Les paroles d’Antoine Corriveau n’ont jamais été cryptiques, mais n’ont sans doute jamais été aussi limpides, et aussi peu habillées de métaphores que dans Deux femmes, la clé de voûte de Feu de forêt, son nouvel EP.

Imaginez un instant l’impérieuse voix musquée de Corriveau égrenant ces mots simples, mais d’une exceptionnelle intensité, comme si la chanson se dépliait au même moment où son créateur voyait enfin la réalité, aveuglante, en face.

Antoine CorriveauTranquillement je reviens
Il est cinq heures du matin
Il vente à l’arrière du taxi
Entre deux femmes je suis ici

Tranquillement je reviens
Celle de droite me prend par la main
On pleure à l’arrière du taxi
Entre deux vies je suis ici

Quand elle est partie
C’est là que j’ai compris
Tu ne seras pas l’amour de ma vie

« Je sentais que je disais les choses très, très, très, peut-être trop clairement, et je me suis longtemps posé la question de comment je dealais avec ça », raconte l’artiste au sujet de ce texte incendiant tous les masques, une chanson confession à laquelle il donne vie sur scène depuis quelque temps, même s’il l’avait écartée de son précédent album, Cette chose qui cognait au creux de sa poitrine sans vouloir s’arrêter.

« La réponse à laquelle je suis arrivé, c’est qu’il faut absolument que je sois game d’aller là, parce que sinon, ça ne sert à rien.
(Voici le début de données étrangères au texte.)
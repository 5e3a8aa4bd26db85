/*!
Reactive key-value persistence over a local storage area.

A [`StorageArea`] is a string keyspace with change notifications, matching
browser-local-storage semantics; [`FileArea`] backs one with a single JSON
file written atomically. [`StoredKey`] binds a typed value to one key:
reads fall back to a default instead of failing, entry arrays are
transparently stored under the compact schema and upgraded back on read, and
writes never propagate storage errors into the caller. [`EntryStore`] layers
the diary collection operations on top.
*/

use std::collections::HashMap;
use std::fs;
use std::io::ErrorKind;
use std::path::{Path, PathBuf};
use std::sync::{Arc, Mutex, MutexGuard};

use serde::de::DeserializeOwned;
use serde::Serialize;
use serde_json::Value;
use tokio::sync::broadcast;
use tracing::{debug, warn};

use crate::codec;
use crate::entry::Entry;
use crate::error::Result;

/// Storage keys used by the diary application.
pub mod keys {
    /// The entry collection, persisted under the compact schema.
    pub const ENTRIES: &str = "diary.entries";
    /// Color scheme preference, `"dark"` or `"light"`.
    pub const THEME: &str = "diary.theme";
    /// UI language code.
    pub const LANGUAGE: &str = "diary.language";
}

/// Notification that a key in a storage area changed.
#[derive(Debug, Clone)]
pub struct StorageEvent {
    pub key: String,
}

/// A local-storage-like string keyspace with change notifications.
pub trait StorageArea: Send + Sync {
    fn get_item(&self, key: &str) -> Result<Option<String>>;
    fn set_item(&self, key: &str, value: &str) -> Result<()>;
    fn remove_item(&self, key: &str) -> Result<()>;
    fn subscribe(&self) -> broadcast::Receiver<StorageEvent>;
}

/// File-backed storage area: one JSON object per file, written via a
/// temp file and rename so readers never observe a partial write.
pub struct FileArea {
    path: PathBuf,
    state: Mutex<HashMap<String, String>>,
    events: broadcast::Sender<StorageEvent>,
}

impl FileArea {
    /// Open or create the storage file at `path`.
    pub fn open<P: AsRef<Path>>(path: P) -> Result<Self> {
        let path = path.as_ref().to_path_buf();
        let state = match fs::read_to_string(&path) {
            Ok(text) => match serde_json::from_str(&text) {
                Ok(map) => map,
                Err(err) => {
                    warn!(path = %path.display(), error = %err, "storage file is unreadable, starting empty");
                    HashMap::new()
                }
            },
            Err(err) if err.kind() == ErrorKind::NotFound => HashMap::new(),
            Err(err) => return Err(err.into()),
        };
        let (events, _) = broadcast::channel(64);
        Ok(FileArea {
            path,
            state: Mutex::new(state),
            events,
        })
    }

    pub fn path(&self) -> &Path {
        &self.path
    }

    fn lock_state(&self) -> MutexGuard<'_, HashMap<String, String>> {
        self.state.lock().unwrap_or_else(|poisoned| poisoned.into_inner())
    }

    fn persist(&self, state: &HashMap<String, String>) -> Result<()> {
        if let Some(parent) = self.path.parent() {
            if !parent.as_os_str().is_empty() {
                fs::create_dir_all(parent)?;
            }
        }
        let tmp = self.path.with_extension("tmp");
        fs::write(&tmp, serde_json::to_string(state)?)?;
        fs::rename(&tmp, &self.path)?;
        Ok(())
    }

    fn publish(&self, key: &str) {
        // No receivers is fine; events are best-effort.
        let _ = self.events.send(StorageEvent {
            key: key.to_string(),
        });
    }
}

impl StorageArea for FileArea {
    fn get_item(&self, key: &str) -> Result<Option<String>> {
        Ok(self.lock_state().get(key).cloned())
    }

    fn set_item(&self, key: &str, value: &str) -> Result<()> {
        let mut state = self.lock_state();
        state.insert(key.to_string(), value.to_string());
        self.persist(&state)?;
        drop(state);
        self.publish(key);
        Ok(())
    }

    fn remove_item(&self, key: &str) -> Result<()> {
        let mut state = self.lock_state();
        if state.remove(key).is_some() {
            self.persist(&state)?;
            drop(state);
            self.publish(key);
        }
        Ok(())
    }

    fn subscribe(&self) -> broadcast::Receiver<StorageEvent> {
        self.events.subscribe()
    }
}

/// In-memory storage area for tests.
#[cfg(test)]
pub(crate) struct MemoryArea {
    state: Mutex<HashMap<String, String>>,
    events: broadcast::Sender<StorageEvent>,
}

#[cfg(test)]
impl MemoryArea {
    pub(crate) fn new() -> Self {
        let (events, _) = broadcast::channel(64);
        MemoryArea {
            state: Mutex::new(HashMap::new()),
            events,
        }
    }
}

#[cfg(test)]
impl StorageArea for MemoryArea {
    fn get_item(&self, key: &str) -> Result<Option<String>> {
        Ok(self.state.lock().unwrap().get(key).cloned())
    }

    fn set_item(&self, key: &str, value: &str) -> Result<()> {
        self.state
            .lock()
            .unwrap()
            .insert(key.to_string(), value.to_string());
        let _ = self.events.send(StorageEvent {
            key: key.to_string(),
        });
        Ok(())
    }

    fn remove_item(&self, key: &str) -> Result<()> {
        self.state.lock().unwrap().remove(key);
        let _ = self.events.send(StorageEvent {
            key: key.to_string(),
        });
        Ok(())
    }

    fn subscribe(&self) -> broadcast::Receiver<StorageEvent> {
        self.events.subscribe()
    }
}

/// A typed value bound to one storage key.
///
/// Reads that fail for any reason fall back to the binding's default; writes
/// update the in-memory value first and log (never propagate) persistence
/// failures. Entry-shaped arrays are persisted compact and upgraded back to
/// canonical form on read, so either storage generation loads.
pub struct StoredKey<T> {
    area: Arc<dyn StorageArea>,
    key: String,
    default: T,
    value: Mutex<T>,
}

impl<T> StoredKey<T>
where
    T: Serialize + DeserializeOwned + Clone,
{
    /// Bind `key` in `area`, reading the current value eagerly.
    pub fn bind<K: Into<String>>(area: Arc<dyn StorageArea>, key: K, default: T) -> Self {
        let key = key.into();
        let value = Mutex::new(read_value(area.as_ref(), &key, &default));
        StoredKey {
            area,
            key,
            default,
            value,
        }
    }

    pub fn key(&self) -> &str {
        &self.key
    }

    /// Current in-memory value.
    pub fn get(&self) -> T {
        self.lock_value().clone()
    }

    /// Replace the value and persist it.
    pub fn set(&self, value: T) {
        *self.lock_value() = value.clone();
        self.persist(&value);
    }

    /// Read-modify-write; returns the new value.
    pub fn update<F: FnOnce(T) -> T>(&self, f: F) -> T {
        let mut guard = self.lock_value();
        let next = f(guard.clone());
        *guard = next.clone();
        drop(guard);
        self.persist(&next);
        next
    }

    /// Re-read from the storage area, replacing the in-memory value. Call
    /// after a [`StorageEvent`] for this key to pick up foreign writes.
    pub fn refresh(&self) -> T {
        let fresh = read_value(self.area.as_ref(), &self.key, &self.default);
        *self.lock_value() = fresh.clone();
        fresh
    }

    /// Change events for the underlying area (all keys; filter on
    /// [`StorageEvent::key`]).
    pub fn subscribe(&self) -> broadcast::Receiver<StorageEvent> {
        self.area.subscribe()
    }

    fn lock_value(&self) -> MutexGuard<'_, T> {
        self.value.lock().unwrap_or_else(|poisoned| poisoned.into_inner())
    }

    fn persist(&self, value: &T) {
        match to_stored_text(value) {
            Ok(text) => {
                if let Err(err) = self.area.set_item(&self.key, &text) {
                    warn!(key = %self.key, error = %err, "failed to persist value");
                }
            }
            Err(err) => warn!(key = %self.key, error = %err, "failed to serialize value"),
        }
    }
}

fn read_value<T: DeserializeOwned + Clone>(area: &dyn StorageArea, key: &str, default: &T) -> T {
    let raw = match area.get_item(key) {
        Ok(Some(raw)) => raw,
        Ok(None) => return default.clone(),
        Err(err) => {
            warn!(key, error = %err, "failed to read stored value, using default");
            return default.clone();
        }
    };
    match decode_stored_text(&raw) {
        Ok(value) => value,
        Err(err) => {
            warn!(key, error = %err, "stored value is unreadable, using default");
            default.clone()
        }
    }
}

fn decode_stored_text<T: DeserializeOwned>(raw: &str) -> Result<T> {
    let parsed: Value = serde_json::from_str(raw)?;
    let canonical = if codec::looks_compact(&parsed) {
        debug!("upgrading compact stored array to canonical form");
        codec::expand_value(parsed)?
    } else {
        parsed
    };
    Ok(serde_json::from_value(canonical)?)
}

fn to_stored_text<T: Serialize>(value: &T) -> Result<String> {
    let as_value = serde_json::to_value(value)?;
    Ok(compact_if_entries(as_value).to_string())
}

/// Entry collections are persisted compact; other values, including arrays
/// of something else, are persisted as-is.
fn compact_if_entries(value: Value) -> Value {
    let non_empty_array = value.as_array().map_or(false, |items| !items.is_empty());
    if !non_empty_array {
        return value;
    }
    match serde_json::from_value::<Vec<Entry>>(value.clone()) {
        Ok(entries) => serde_json::to_value(codec::encode(&entries)).unwrap_or(value),
        Err(_) => value,
    }
}

/// The diary entry collection bound to [`keys::ENTRIES`], newest first.
pub struct EntryStore {
    inner: StoredKey<Vec<Entry>>,
}

impl EntryStore {
    pub fn new(area: Arc<dyn StorageArea>) -> Self {
        EntryStore {
            inner: StoredKey::bind(area, keys::ENTRIES, Vec::new()),
        }
    }

    pub fn entries(&self) -> Vec<Entry> {
        self.inner.get()
    }

    pub fn len(&self) -> usize {
        self.inner.lock_value().len()
    }

    pub fn is_empty(&self) -> bool {
        self.inner.lock_value().is_empty()
    }

    /// Prepend a new entry (newest first).
    pub fn save(&self, entry: Entry) {
        self.inner.update(|mut entries| {
            entries.insert(0, entry);
            entries
        });
    }

    /// Rewrite one entry's content in place; false when the id is unknown.
    pub fn update_content<S: Into<String>>(&self, id: i64, content: S) -> bool {
        let content = content.into();
        let mut found = false;
        self.inner.update(|mut entries| {
            if let Some(entry) = entries.iter_mut().find(|entry| entry.id == id) {
                entry.content = content;
                found = true;
            }
            entries
        });
        found
    }

    /// Remove an entry by id; false when the id is unknown.
    pub fn delete(&self, id: i64) -> bool {
        let mut removed = false;
        self.inner.update(|mut entries| {
            let before = entries.len();
            entries.retain(|entry| entry.id != id);
            removed = entries.len() != before;
            entries
        });
        removed
    }

    /// Swap the whole collection; the restore path.
    pub fn replace(&self, entries: Vec<Entry>) {
        self.inner.set(entries);
    }

    pub fn refresh(&self) -> Vec<Entry> {
        self.inner.refresh()
    }

    pub fn subscribe(&self) -> broadcast::Receiver<StorageEvent> {
        self.inner.subscribe()
    }
}

/// Theme preference binding (`"dark"` or `"light"`).
pub fn theme_binding(area: Arc<dyn StorageArea>) -> StoredKey<String> {
    StoredKey::bind(area, keys::THEME, "light".to_string())
}

/// UI language binding.
pub fn language_binding(area: Arc<dyn StorageArea>) -> StoredKey<String> {
    StoredKey::bind(area, keys::LANGUAGE, "en".to_string())
}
Enregistrer cette chanson-là, ça m’a aidé à comprendre qu’à partir du moment où j’ai un peu la chienne quand j’écris une phrase, c’est qu’il faut que je la chante. Je suis un grand fan de Dylan et je repense souvent à ce discours de remerciement dans lequel il disait que, tout au long de sa carrière, sa voix s’était fait critiquer, qu’on lui avait dit qu’il chante comme une grenouille. Dylan répliquait quelque chose comme: « La prochaine fois que vous vous voudrez évaluer une voix, demandez-vous pas si elle est belle, demandez-vous si elle dit la vérité. » »

Pas un fan du format EP

« Honnêtement, je ne suis pas un fan du format EP », lance Antoine Corriveau en riant, trop conscient qu’il ne s’agit pas forcément de la meilleure phrase à prononcer pendant une entrevue faisant la promotion d’un EP. Élaboré à partir des pièces écrites afin d’étayer le fil narratif du grand concert qu’il présentait à l’Usine C en décembre 2017, Feu de forêt marque à la fois la fin d’un cycle créatif et le début de son association avec l’étiquette montréalaise Secret City Records (Patrick Watson, The Barr Brothers, Suuns).
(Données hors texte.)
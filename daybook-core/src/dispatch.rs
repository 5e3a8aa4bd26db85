/*!
Offload dispatcher for codec work.

Small payloads are transformed inline on the calling task. Payloads whose
serialized size crosses the offload threshold are shipped to a single
lazily-spawned background worker thread over a request channel; replies are
matched back to callers through a correlation-id map of oneshot senders. A
job that gets no reply within the timeout window is evicted and fails, while
the worker itself stays up; a worker panic fails every in-flight job at once
and the next dispatch spawns a fresh worker. If the worker cannot be spawned
at all the dispatcher silently degrades to inline execution.
*/

use std::collections::HashMap;
use std::panic::{self, AssertUnwindSafe};
use std::sync::atomic::{AtomicBool, AtomicU64, Ordering};
use std::sync::{mpsc, Arc, Mutex, MutexGuard};
use std::thread;
use std::time::Duration;

use once_cell::sync::Lazy;
use serde_json::Value;
use tokio::sync::oneshot;
use tokio::time::timeout;
use tracing::{debug, error, info, warn};

use crate::codec;
use crate::error::{DaybookError, Result};

/// Payloads serialized above this size are offloaded to the worker.
pub const OFFLOAD_THRESHOLD_BYTES: usize = 1024 * 1024;

/// How long a dispatched job may wait for its correlated reply.
pub const JOB_TIMEOUT: Duration = Duration::from_secs(30);

/// The two codec transforms a job can request.
#[derive(Debug, Clone, Copy, PartialEq, Eq)]
pub enum CodecOp {
    Compress,
    Decompress,
    /// Sleeps before replying; exists to exercise timeout handling.
    #[cfg(test)]
    Stall(Duration),
}

/// Tuning knobs for the dispatcher; defaults match the production policy.
#[derive(Debug, Clone, Copy, PartialEq, Eq)]
pub struct DispatchConfig {
    pub offload_threshold: usize,
    pub job_timeout: Duration,
    pub worker_enabled: bool,
}

impl Default for DispatchConfig {
    fn default() -> Self {
        DispatchConfig {
            offload_threshold: OFFLOAD_THRESHOLD_BYTES,
            job_timeout: JOB_TIMEOUT,
            worker_enabled: true,
        }
    }
}

struct WorkerRequest {
    correlation_id: u64,
    operation: CodecOp,
    payload: Value,
}

enum JobOutcome {
    Done(Value),
    Failed(String),
    Fault(String),
}

type PendingMap = HashMap<u64, oneshot::Sender<JobOutcome>>;
type Pending = Arc<Mutex<PendingMap>>;

struct WorkerHandle {
    sender: mpsc::Sender<WorkerRequest>,
    pending: Pending,
    alive: Arc<AtomicBool>,
}

/// Routes codec work inline or to the background worker.
pub struct OffloadDispatcher {
    config: DispatchConfig,
    worker: Mutex<Option<Arc<WorkerHandle>>>,
    next_id: AtomicU64,
}

static GLOBAL_DISPATCHER: Lazy<Arc<OffloadDispatcher>> =
    Lazy::new(|| Arc::new(OffloadDispatcher::new(DispatchConfig::default())));

enum Dispatched {
    Completed(Value),
    /// Worker capability absent; carries the payload back for inline use.
    Unavailable(Value),
}

impl OffloadDispatcher {
    pub fn new(config: DispatchConfig) -> Self {
        OffloadDispatcher {
            config,
            worker: Mutex::new(None),
            next_id: AtomicU64::new(1),
        }
    }

    /// Process-wide dispatcher with the default policy.
    pub fn global() -> Arc<OffloadDispatcher> {
        Arc::clone(&GLOBAL_DISPATCHER)
    }

    /// Apply a codec transform to a parsed JSON payload, offloading to the
    /// background worker when the payload is large enough.
    ///
    /// Worker absence is invisible to the caller; worker faults, per-job
    /// errors, and timeouts surface as errors.
    pub async fn transform(&self, operation: CodecOp, payload: Value) -> Result<Value> {
        let size = payload.to_string().len();
        if size <= self.config.offload_threshold {
            return perform(operation, payload);
        }
        if !self.config.worker_enabled {
            debug!(size, "offload disabled, transforming inline");
            return perform(operation, payload);
        }

        debug!(
            size,
            threshold = self.config.offload_threshold,
            "payload above threshold, offloading"
        );
        match self.dispatch_to_worker(operation, payload).await? {
            Dispatched::Completed(result) => Ok(result),
            Dispatched::Unavailable(payload) => {
                debug!("background path unavailable, transforming inline");
                perform(operation, payload)
            }
        }
    }

    /// Terminate the background worker and clear all pending correlations.
    /// The next dispatched job spawns a fresh worker.
    pub fn shutdown(&self) {
        let handle = self.lock_slot().take();
        if let Some(handle) = handle {
            info!("shutting down background worker");
            handle.alive.store(false, Ordering::SeqCst);
            fail_all(&handle.pending, "dispatcher shut down");
        }
    }

    async fn dispatch_to_worker(&self, operation: CodecOp, payload: Value) -> Result<Dispatched> {
        let handle = match self.ensure_worker() {
            Some(handle) => handle,
            None => return Ok(Dispatched::Unavailable(payload)),
        };

        let correlation_id = self.next_id.fetch_add(1, Ordering::Relaxed);
        let (reply_tx, reply_rx) = oneshot::channel();
        lock_map(&handle.pending).insert(correlation_id, reply_tx);

        let request = WorkerRequest {
            correlation_id,
            operation,
            payload,
        };
        if handle.sender.send(request).is_err() {
            // Channel closed under us: the worker is gone mid-dispatch.
            lock_map(&handle.pending).remove(&correlation_id);
            fail_all(&handle.pending, "background worker terminated unexpectedly");
            self.clear_worker(&handle);
            return Err(DaybookError::worker_fault(
                "background worker terminated unexpectedly",
            ));
        }
        debug!(correlation_id, ?operation, "job dispatched to background worker");

        match timeout(self.config.job_timeout, reply_rx).await {
            Err(_elapsed) => {
                lock_map(&handle.pending).remove(&correlation_id);
                warn!(
                    correlation_id,
                    timeout = ?self.config.job_timeout,
                    "background job timed out"
                );
                Err(DaybookError::WorkerTimeout(self.config.job_timeout))
            }
            Ok(Err(_dropped)) => Err(DaybookError::worker_fault(
                "background worker dropped the job",
            )),
            Ok(Ok(JobOutcome::Done(result))) => Ok(Dispatched::Completed(result)),
            Ok(Ok(JobOutcome::Failed(message))) => Err(DaybookError::Worker(message)),
            Ok(Ok(JobOutcome::Fault(message))) => {
                self.clear_worker(&handle);
                Err(DaybookError::WorkerFault(message))
            }
        }
    }

    /// Return the live worker, spawning one if needed. `None` means the
    /// capability is absent and the caller should run inline.
    fn ensure_worker(&self) -> Option<Arc<WorkerHandle>> {
        let mut slot = self.lock_slot();
        if let Some(handle) = slot.as_ref() {
            if handle.alive.load(Ordering::SeqCst) {
                return Some(Arc::clone(handle));
            }
            fail_all(&handle.pending, "background worker terminated unexpectedly");
            *slot = None;
        }
        match spawn_worker() {
            Ok(handle) => {
                let handle = Arc::new(handle);
                *slot = Some(Arc::clone(&handle));
                Some(handle)
            }
            Err(err) => {
                warn!(error = %err, "background worker could not be spawned");
                None
            }
        }
    }

    /// Drop the slot only if it still holds the given stale worker, so a
    /// replacement spawned meanwhile is left alone.
    fn clear_worker(&self, stale: &Arc<WorkerHandle>) {
        let mut slot = self.lock_slot();
        if let Some(current) = slot.as_ref() {
            if Arc::ptr_eq(current, stale) {
                *slot = None;
            }
        }
    }

    fn lock_slot(&self) -> MutexGuard<'_, Option<Arc<WorkerHandle>>> {
        self.worker.lock().unwrap_or_else(|poisoned| poisoned.into_inner())
    }
}

impl Drop for OffloadDispatcher {
    fn drop(&mut self) {
        self.shutdown();
    }
}

fn lock_map(pending: &Pending) -> MutexGuard<'_, PendingMap> {
    pending.lock().unwrap_or_else(|poisoned| poisoned.into_inner())
}

fn spawn_worker() -> std::io::Result<WorkerHandle> {
    let (sender, receiver) = mpsc::channel::<WorkerRequest>();
    let pending: Pending = Arc::new(Mutex::new(HashMap::new()));
    let alive = Arc::new(AtomicBool::new(true));

    let worker_pending = Arc::clone(&pending);
    let worker_alive = Arc::clone(&alive);
    thread::Builder::new()
        .name("daybook-codec-worker".into())
        .spawn(move || worker_loop(receiver, worker_pending, worker_alive))?;

    Ok(WorkerHandle {
        sender,
        pending,
        alive,
    })
}

fn worker_loop(receiver: mpsc::Receiver<WorkerRequest>, pending: Pending, alive: Arc<AtomicBool>) {
    while let Ok(request) = receiver.recv() {
        let correlation_id = request.correlation_id;
        let job = AssertUnwindSafe(|| perform(request.operation, request.payload));
        let outcome = match panic::catch_unwind(job) {
            Ok(Ok(result)) => JobOutcome::Done(result),
            Ok(Err(err)) => JobOutcome::Failed(err.to_string()),
            Err(_panic) => {
                alive.store(false, Ordering::SeqCst);
                error!(correlation_id, "background worker panicked");
                fail_all(&pending, "background worker panicked");
                return;
            }
        };
        match lock_map(&pending).remove(&correlation_id) {
            Some(reply) => {
                let _ = reply.send(outcome);
            }
            None => debug!(correlation_id, "discarding stale reply for evicted job"),
        }
    }
    // All request senders dropped: dispatcher shut down or was dropped.
    alive.store(false, Ordering::SeqCst);
    fail_all(&pending, "background worker terminated");
}

fn fail_all(pending: &Pending, reason: &str) {
    let mut map = lock_map(pending);
    if map.is_empty() {
        return;
    }
    warn!(count = map.len(), reason, "rejecting all pending background jobs");
    for (_, reply) in map.drain() {
        let _ = reply.send(JobOutcome::Fault(reason.to_string()));
    }
}

fn perform(operation: CodecOp, payload: Value) -> Result<Value> {
    match operation {
        CodecOp::Compress => codec::compact_value(payload),
        CodecOp::Decompress => codec::expand_value(payload),
        #[cfg(test)]
        CodecOp::Stall(delay) => {
            thread::sleep(delay);
            Ok(payload)
        }
    }
}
Un mariage qui tombe sous le sens, dans la mesure où les musiques portées par la maison coudoient spirituellement celle de Corriveau, premier franco parmi cette écurie anglo. Leur bureau en Europe pourrait éventuellement lui permettre de se rendre plus souvent là-bas – on lui souhaite.

Pas tellement fan du format EP, donc? C’est qu’Antoine Corriveau croit toujours à l’ensorcelant pouvoir de l’album complet, écouté de bout en bout, une vision en radical porte-à-faux avec la toute-puissante culture de la liste d’écoute. Lors d’une récente visite dans une école secondaire (où il donne parfois des ateliers), une jeune fille lui confiait ne connaître le nom d’aucun des artistes dont les mélodies meublent ses journées. La faute à quoi? La faute au streaming, faisant défiler les ritournelles dans l’anonymat total, pour peu que l’on ne jette pas un œil à son téléphone.
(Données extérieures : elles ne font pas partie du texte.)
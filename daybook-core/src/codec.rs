/*!
Compact wire codec for entry collections.

Stored and exported entry arrays use a shortened key schema (`i`, `d`, `c`,
`img`) to cut JSON verbosity. Encoding is a pure field-renaming projection;
decoding is its exact inverse for the defined fields. Two forms are provided:
a typed pair over [`Entry`] values, and value-level transforms that rename
keys directly on parsed JSON. The value-level form is what crosses the
background worker channel and what the store uses to upgrade previously
compacted arrays; on well-typed input both forms agree.
*/

use serde::{Deserialize, Serialize};
use serde_json::{Map, Value};

use crate::entry::{Entry, ImageAttachment};
use crate::error::{DaybookError, Result};

/// Field renaming table, canonical name first.
const FIELD_MAP: [(&str, &str); 4] = [
    ("id", "i"),
    ("date", "d"),
    ("content", "c"),
    ("images", "img"),
];

/// A diary entry under the compact key schema.
#[derive(Debug, Clone, Serialize, Deserialize, PartialEq)]
pub struct CompactEntry {
    pub i: i64,
    pub d: String,
    pub c: String,
    #[serde(skip_serializing_if = "Option::is_none")]
    pub img: Option<Vec<ImageAttachment>>,
}

impl From<Entry> for CompactEntry {
    fn from(entry: Entry) -> Self {
        CompactEntry {
            i: entry.id,
            d: entry.date,
            c: entry.content,
            img: entry.images,
        }
    }
}

impl From<CompactEntry> for Entry {
    fn from(compact: CompactEntry) -> Self {
        Entry {
            id: compact.i,
            date: compact.d,
            content: compact.c,
            images: compact.img,
        }
    }
}

/// Project a collection into the compact schema. Pure and total.
pub fn encode(entries: &[Entry]) -> Vec<CompactEntry> {
    entries.iter().cloned().map(CompactEntry::from).collect()
}

/// Restore a compact collection to canonical form. Pure and total.
pub fn decode(compact: Vec<CompactEntry>) -> Vec<Entry> {
    compact.into_iter().map(Entry::from).collect()
}

/// Rename canonical keys to compact keys on a parsed JSON array.
///
/// Unknown fields are dropped and null fields are treated as absent; element
/// shape is otherwise not enforced here, validation is the gate for that.
/// Fails only when the top level is not an array.
pub fn compact_value(value: Value) -> Result<Value> {
    rename_elements(value, |canonical| {
        FIELD_MAP
            .iter()
            .find(|(from, _)| *from == canonical)
            .map(|(_, to)| *to)
    })
}

/// Rename compact keys back to canonical keys on a parsed JSON array.
pub fn expand_value(value: Value) -> Result<Value> {
    rename_elements(value, |compact| {
        FIELD_MAP
            .iter()
            .find(|(_, to)| *to == compact)
            .map(|(from, _)| *from)
    })
}

fn rename_elements<F>(value: Value, rename: F) -> Result<Value>
where
    F: Fn(&str) -> Option<&'static str>,
{
    match value {
        Value::Array(items) => Ok(Value::Array(
            items
                .into_iter()
                .map(|item| rename_keys(item, &rename))
                .collect(),
        )),
        _ => Err(DaybookError::unrecognized_format(
            "expected a JSON array of entries",
        )),
    }
}

fn rename_keys<F>(item: Value, rename: &F) -> Value
where
    F: Fn(&str) -> Option<&'static str>,
{
    match item {
        Value::Object(fields) => {
            let mut renamed = Map::with_capacity(FIELD_MAP.len());
            for (key, field) in fields {
                if field.is_null() {
                    continue;
                }
                if let Some(target) = rename(&key) {
                    renamed.insert(target.to_string(), field);
                }
            }
            Value::Object(renamed)
        }
        // Non-objects pass through; the validator rejects them downstream.
        other => other,
    }
}

/// True when the value is a non-empty array whose first element carries the
/// compact `i` key.
pub fn looks_compact(value: &Value) -> bool {
    first_element(value).map_or(false, |first| first.get("i").is_some())
}

/// True when the value is a non-empty array whose first element carries the
/// canonical `id` key.
pub fn looks_canonical(value: &Value) -> bool {
    first_element(value).map_or(false, |first| first.get("id").is_some())
}

fn first_element(value: &Value) -> Option<&Value> {
    value.as_array().and_then(|items| items.first())
}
« C’est ben complexe comme question, mais moi, je trouve que ça désacralise la musique, que ça lui enlève beaucoup de valeurs [le streaming]. Oui, on consomme beaucoup plus de musique, mais comment on la consomme? J’étais content de mes trois mois gratuits d’Apple Music, je pouvais écouter mes vinyles chez ma blonde, mais j’ai fini par détester ce que ça créait dans mon rapport à la musique. Cette orgie de choix fait que je passe 45 minutes à me demander ce que je veux écouter, mais ça nuit aussi aux liens intimes qu’on développe avec un album qu’on écoute à répétitions. »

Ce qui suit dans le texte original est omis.